Celestine Biwot

Personal information
- Full name: Celestine Jepkosgei Biwot
- Nationality: Kenya
- Born: 24 December 2003 (age 22)

Sport
- Sport: Athletics
- Events: Steeplechase, Cross country running

Achievements and titles
- Personal best: 3000m s'chase 9:17.06 (2023)

= Celestine Biwot =

Kenyan long-distance runner

Celestine Jepkosgei Biwot (born 24 December 2003) is a Kenyan steeplechaser. She won the Kenyan Athletics Championships in 2025 in the 3000 metres steeplechase.

==Biography==
She was educated in Nandi County, Kenya, where she took part in athletics, but almost gave up the sport in 2022 after finishing school as she was not sure there was a pathway forward for her.

She joined the Kenya Defence Force, and after an absence from racing returned to place third at The Great Chepsaita Cross Country, part of the World Athletics Cross Country Tour, before winning the women’s 3000m steeplechase the Betika Athletics Kenya Track and Field Weekend Meeting in Thika.

She won the Kenyan Defence Force Championships and then the Kenyan Athletics Championships in the 3000 metres steeplechase, with both events in Nairobi, in June 2025. She was runner-up to Winfred Yavi in the 3000 metre steeplechase at the KBC Night of Athletics in Heusden-Zolder, Belgium, in July 2025.

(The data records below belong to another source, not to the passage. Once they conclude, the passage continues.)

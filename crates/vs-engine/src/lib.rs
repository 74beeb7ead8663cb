//! Video discovery and controller lifecycle engine.
//!
//! [`Engine`] owns everything that used to be page-global state: the
//! registration table, the last pointer position, and the table of timers it
//! scheduled. A host drives it by pushing [`PageEvent`] values into
//! [`Engine::handle`]; every decision (which videos get a panel, when a panel
//! shows or hides, when a playback rate gets re-asserted) happens here against
//! the [`DomHost`] and [`TimerHost`] traits.

pub mod config;
pub mod controller;
pub mod enforcer;
pub mod harness;
pub mod reconciler;
pub mod registry;
pub mod visibility;

use std::collections::HashMap;
use vs_core::EngineResult;
use vs_core::Point;
use vs_dom::DomHost;
use vs_dom::NodeId;
use vs_dom::PageEvent;
use vs_dom::TimerHost;
use vs_dom::TimerId;
use vs_sites::SiteRules;
use vs_sites::VideoMatcher;

pub use config::EngineConfig;
pub use registry::ControllerHandle;
pub use registry::Registration;
pub use registry::Registry;

/// Last known pointer position, shared by every registration of an engine.
#[derive(Debug, Clone, Copy, Default, PartialEq)]
pub struct PointerState {
    last: Option<Point>,
}

impl PointerState {
    pub fn position(&self) -> Option<Point> {
        self.last
    }

    fn update(&mut self, point: Point) {
        self.last = Some(point);
    }
}

/// What a scheduled timer does when it fires.
#[derive(Debug, Clone, Copy, PartialEq, Eq)]
enum TimerTask {
    Hide(NodeId),
    Enforce(NodeId),
}

/// One engine instance per page.
#[derive(Debug)]
pub struct Engine<H> {
    host: H,
    config: EngineConfig,
    matcher: VideoMatcher,
    registry: Registry,
    pointer: PointerState,
    timers: HashMap<TimerId, TimerTask>,
    started: bool,
}

impl<H: DomHost + TimerHost> Engine<H> {
    /// Resolves the page's site rule from the host's hostname.
    pub fn new(host: H, config: EngineConfig, rules: &SiteRules) -> Self {
        let matcher = VideoMatcher::for_hostname(rules, &host.hostname());
        Self {
            host,
            config,
            matcher,
            registry: Registry::new(),
            pointer: PointerState::default(),
            timers: HashMap::new(),
            started: false,
        }
    }

    pub fn host(&self) -> &H {
        &self.host
    }

    /// Direct host access, e.g. for a test acting as the page.
    pub fn host_mut(&mut self) -> &mut H {
        &mut self.host
    }

    pub fn config(&self) -> &EngineConfig {
        &self.config
    }

    pub fn matcher(&self) -> &VideoMatcher {
        &self.matcher
    }

    pub fn registry(&self) -> &Registry {
        &self.registry
    }

    pub fn pointer(&self) -> PointerState {
        self.pointer
    }

    pub fn is_started(&self) -> bool {
        self.started
    }

    pub fn into_host(self) -> H {
        self.host
    }

    /// Runs one event to completion.
    pub fn handle(&mut self, event: PageEvent) {
        match event {
            PageEvent::Load => self.on_load(),
            PageEvent::PointerMove(point) => {
                self.pointer.update(point);
                self.refresh_visibility();
            }
            PageEvent::Resize | PageEvent::Scroll => self.reposition_panels(),
            PageEvent::Mutations(batch) => self.on_mutations(&batch),
            PageEvent::Timer(timer) => self.on_timer(timer),
            PageEvent::Play(video) => self.on_play(video),
            PageEvent::Change(node) => self.on_preset_change(node),
            PageEvent::KeyUp { node, key } => self.on_custom_key_up(node, &key),
            PageEvent::Click(node) => self.on_apply_click(node),
            PageEvent::PointerEnter(node) => self.on_panel_enter(node),
            PageEvent::PointerLeave(node) => self.on_panel_leave(node),
        }
    }

    /// Tears down every controller and cancels every timer this engine owns.
    ///
    /// Enhanced markers are cleared too, so a later engine on the same page
    /// scans every video again.
    pub fn shutdown(&mut self) {
        for video in self.registry.videos() {
            self.detach(video);
        }
        for (timer, _) in self.timers.drain() {
            self.host.clear_timer(timer);
        }
        for video in self.host.videos() {
            if self.is_enhanced(video) {
                log_failure(
                    "failed to clear enhanced marker",
                    self.host.remove_class(video, reconciler::ENHANCED_CLASS),
                );
            }
        }
        self.started = false;
        log::debug!("engine shut down");
    }

    fn on_timer(&mut self, timer: TimerId) {
        let Some(task) = self.timers.get(&timer).copied() else {
            log::trace!("ignoring stale timer {timer:?}");
            return;
        };

        match task {
            TimerTask::Hide(video) => {
                self.timers.remove(&timer);
                self.on_hide_timer(video, timer);
            }
            TimerTask::Enforce(video) => self.on_enforce_tick(video),
        }
    }

    fn track_timer(&mut self, timer: TimerId, task: TimerTask) {
        self.timers.insert(timer, task);
    }

    fn cancel_timer(&mut self, timer: TimerId) {
        self.timers.remove(&timer);
        self.host.clear_timer(timer);
    }
}

/// Host failures never abort event handling; they are logged and dropped.
fn log_failure(context: &str, result: EngineResult<()>) {
    if let Err(error) = result {
        log::warn!("{context}: {error}");
    }
}
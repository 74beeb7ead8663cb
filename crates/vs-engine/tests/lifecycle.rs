mod common;

use common::VIDEO_RECT;
use common::add_video;
use common::body;
use common::engine;
use common::live_rate;
use common::loaded_page;
use common::ok;
use common::panel_count;
use vs_dom::DomHost;
use vs_dom::EventKind;
use vs_dom::PageEvent;

#[test]
fn primevideo_attaches_only_to_blob_videos() {
    let mut engine = engine("www.primevideo.com");
    let stream = add_video(&mut engine, Some("blob:abc"));
    let preview = add_video(&mut engine, Some("https://cdn/x.mp4"));
    engine.handle(PageEvent::Load);

    assert!(engine.registry().contains(stream));
    assert!(!engine.registry().contains(preview));
    assert!(engine.is_enhanced(stream));
    assert!(engine.is_enhanced(preview));
    assert_eq!(panel_count(&engine), 1);
}

#[test]
fn default_site_attaches_to_every_video() {
    let mut engine = engine("example.com");
    let plain = add_video(&mut engine, None);
    let remote = add_video(&mut engine, Some("https://cdn/x.mp4"));
    engine.handle(PageEvent::Load);

    assert!(engine.registry().contains(plain));
    assert!(engine.registry().contains(remote));
    assert_eq!(panel_count(&engine), 2);
}

#[test]
fn attaching_twice_reuses_the_controller() {
    let (mut engine, video) = loaded_page("example.com", None);
    let first = engine.registry().get(video).map(|entry| entry.handle());

    let second = engine.attach(video);
    assert_eq!(first, second);
    assert_eq!(engine.scan(), 0);
    assert_eq!(panel_count(&engine), 1);
}

#[test]
fn attaching_a_rejected_video_builds_nothing() {
    let mut engine = engine("www.primevideo.com");
    let preview = add_video(&mut engine, Some("https://cdn/x.mp4"));
    engine.handle(PageEvent::Load);
    assert!(engine.is_enhanced(preview));

    assert_eq!(engine.attach(preview), None);
    assert!(!engine.registry().contains(preview));
    assert_eq!(panel_count(&engine), 0);
}

#[test]
fn attaching_an_unscanned_video_checks_the_site_rule() {
    let mut engine = engine("www.primevideo.com");
    let preview = add_video(&mut engine, Some("https://cdn/x.mp4"));
    let stream = add_video(&mut engine, Some("blob:abc"));

    assert_eq!(engine.attach(preview), None);
    assert!(engine.is_enhanced(preview));

    let handle = engine.attach(stream);
    assert!(handle.is_some());
    assert!(engine.is_enhanced(stream));
    assert_eq!(engine.registry().get(stream).map(|entry| entry.handle()), handle);
    assert_eq!(panel_count(&engine), 1);
}

#[test]
fn load_injects_styles_and_observes_once() {
    let (mut engine, _) = loaded_page("example.com", None);
    engine.handle(PageEvent::Load);

    assert!(engine.is_started());
    assert!(engine.host().is_observing());
    assert_eq!(engine.host().injected_styles().len(), 1);
    assert_eq!(panel_count(&engine), 1);
}

#[test]
fn panel_carries_presets_custom_input_and_listeners() {
    let (engine, video) = loaded_page("example.com", None);
    let registration = engine
        .registry()
        .get(video)
        .cloned()
        .unwrap_or_else(|| unreachable!());
    let host = engine.host();

    let options: Vec<Option<String>> = host
        .children(registration.select)
        .into_iter()
        .map(|option| host.attribute(option, "value"))
        .collect();
    let expected: Vec<Option<String>> = ["0.1", "0.5", "1", "1.5", "2", "2.5", "3", "4", "custom"]
        .into_iter()
        .map(|value| Some(value.to_owned()))
        .collect();
    assert_eq!(options, expected);
    assert_eq!(host.value(registration.select).as_deref(), Some("1"));

    assert_eq!(host.attribute(registration.input, "type").as_deref(), Some("number"));
    assert_eq!(host.attribute(registration.input, "min").as_deref(), Some("0.1"));
    assert_eq!(host.attribute(registration.input, "max").as_deref(), Some("16"));
    assert_eq!(host.attribute(registration.input, "step").as_deref(), Some("0.1"));
    assert_eq!(host.value(registration.input).as_deref(), Some("1.0"));
    assert_eq!(host.text(registration.apply_button), Some("Apply"));

    assert!(host.has_listener(registration.select, EventKind::Change));
    assert!(host.has_listener(registration.input, EventKind::KeyUp));
    assert!(host.has_listener(registration.apply_button, EventKind::Click));
    assert!(host.has_listener(registration.panel, EventKind::PointerEnter));
    assert!(host.has_listener(registration.panel, EventKind::PointerLeave));
    assert!(host.has_listener(video, EventKind::Play));
}

#[test]
fn detects_videos_inserted_after_load() {
    let (mut engine, _) = loaded_page("example.com", None);
    let late = add_video(&mut engine, None);
    assert!(!engine.registry().contains(late));

    engine.flush_mutations();
    assert!(engine.registry().contains(late));
    assert_eq!(panel_count(&engine), 2);
}

#[test]
fn detects_videos_nested_in_inserted_subtrees() {
    let (mut engine, _) = loaded_page("example.com", None);
    let wrapper = ok(engine.host_mut().create_element("div"));
    let nested = ok(engine.host_mut().insert_video(wrapper, None));
    let body = body(&engine);
    ok(engine.host_mut().append_child(body, wrapper));

    engine.flush_mutations();
    assert!(engine.registry().contains(nested));
}

#[test]
fn text_insertions_do_not_attach_anything() {
    let (mut engine, _) = loaded_page("example.com", None);
    let text = engine.host_mut().create_text("caption");
    let body = body(&engine);
    ok(engine.host_mut().append_child(body, text));

    engine.flush_mutations();
    assert_eq!(engine.registry().len(), 1);
}

#[test]
fn src_change_reclassifies_on_sites_with_rules() {
    let (mut engine, video) = loaded_page("www.primevideo.com", Some("https://cdn/x.mp4"));
    assert!(!engine.registry().contains(video));

    ok(engine.host_mut().set_attribute(video, "src", "blob:late"));
    engine.flush_mutations();
    assert!(engine.registry().contains(video));
    assert!(engine.is_enhanced(video));
    assert_eq!(panel_count(&engine), 1);

    ok(engine.host_mut().set_attribute(video, "src", "https://cdn/ad.mp4"));
    engine.flush_mutations();
    assert!(!engine.registry().contains(video));
    assert!(engine.is_enhanced(video));
    assert_eq!(panel_count(&engine), 0);
}

#[test]
fn src_change_is_ignored_without_site_rule() {
    let (mut engine, video) = loaded_page("example.com", Some("https://cdn/a.mp4"));
    ok(engine.host_mut().set_attribute(video, "src", "https://cdn/b.mp4"));
    engine.flush_mutations();
    assert!(engine.registry().contains(video));
    assert_eq!(panel_count(&engine), 1);
}

#[test]
fn removed_video_is_torn_down_and_reattached_on_return() {
    let (mut engine, video) = loaded_page("example.com", None);
    assert!(engine.apply_rate(video, 2.25));
    assert!(engine.host().active_timer_count() > 0);

    ok(engine.host_mut().remove_node(video));
    engine.flush_mutations();
    assert!(!engine.registry().contains(video));
    assert!(!engine.is_enhanced(video));
    assert_eq!(panel_count(&engine), 0);
    assert_eq!(engine.host().active_timer_count(), 0);

    ok(engine.host_mut().set_playback_rate(video, 1.0));
    let body = body(&engine);
    ok(engine.host_mut().append_child(body, video));
    ok(engine.host_mut().set_rect(video, VIDEO_RECT));
    engine.flush_mutations();

    assert!(engine.registry().contains(video));
    assert_eq!(live_rate(&engine, video), 2.25);
    let select = engine
        .registry()
        .get(video)
        .map(|entry| entry.select)
        .unwrap_or_else(|| unreachable!());
    assert_eq!(engine.host().value(select).as_deref(), Some("custom"));
}

#[test]
fn teardown_unbinds_the_video_play_listener() {
    let (mut engine, video) = loaded_page("example.com", None);
    assert!(engine.host().has_listener(video, EventKind::Play));

    ok(engine.host_mut().remove_node(video));
    engine.flush_mutations();
    assert!(!engine.host().has_listener(video, EventKind::Play));

    let body = body(&engine);
    ok(engine.host_mut().append_child(body, video));
    engine.flush_mutations();
    assert!(engine.host().has_listener(video, EventKind::Play));
}

#[test]
fn shutdown_removes_panels_and_cancels_timers() {
    let mut engine = engine("example.com");
    add_video(&mut engine, None);
    add_video(&mut engine, None);
    engine.handle(PageEvent::Load);
    assert_eq!(panel_count(&engine), 2);

    engine.shutdown();
    assert!(engine.registry().is_empty());
    assert_eq!(panel_count(&engine), 0);
    assert_eq!(engine.host().active_timer_count(), 0);
    assert!(!engine.is_started());
    assert!(engine.host().videos().iter().all(|video| !engine.is_enhanced(*video)));
}

#[test]
fn restarting_after_shutdown_attaches_again() {
    let (mut engine, video) = loaded_page("example.com", None);
    assert!(engine.apply_rate(video, 1.25));
    engine.shutdown();

    engine.handle(PageEvent::Load);
    assert!(engine.registry().contains(video));
    assert_eq!(panel_count(&engine), 1);
    assert_eq!(live_rate(&engine, video), 1.25);
}

#[test]
fn events_for_unknown_nodes_are_dropped() {
    let (mut engine, video) = loaded_page("example.com", None);
    engine.handle(PageEvent::Change(9_999));
    engine.handle(PageEvent::Click(video));
    engine.handle(PageEvent::PointerEnter(video));
    engine.handle(PageEvent::KeyUp {
        node: 9_999,
        key: "Enter".to_owned(),
    });
    assert_eq!(live_rate(&engine, video), 1.0);
    assert!(engine.registry().get(video).is_some_and(|entry| !entry.sticky));
}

She placed fourth in the mile steeplechase at the 2025 Memorial Van Damme in Brussels, in August 2025, her first time competing at a Diamond League event. She placed fourth Kenyan in the 3000 metres steeplechase at the Kenyan Trials for the upcoming World Championships and was named as a reserve, but was drafted into the Kenyan team to compete at the 2025 World Athletics Championships in Tokyo, Japan, after her compatriot Faith Cherotich won the 2025 Diamond League final in Zürich, and was therefore awarded a wildcard place into the event. In Tokyo, she ran 9:22.55 but did not qualify for the final of the 3000 metres steeplechase.

Biwot placed fourth at the Cross Internacional de Itálica in Spain, in November 2025, a World Athletics Cross Country Tour Gold race.

In June 2026, she won the 3000 m steeplechase title at the Kenyan Championships in 9:26.12. She placed seventh in the 3000 m steeplechase at the 2026 Commonwealth Games in Glasgow.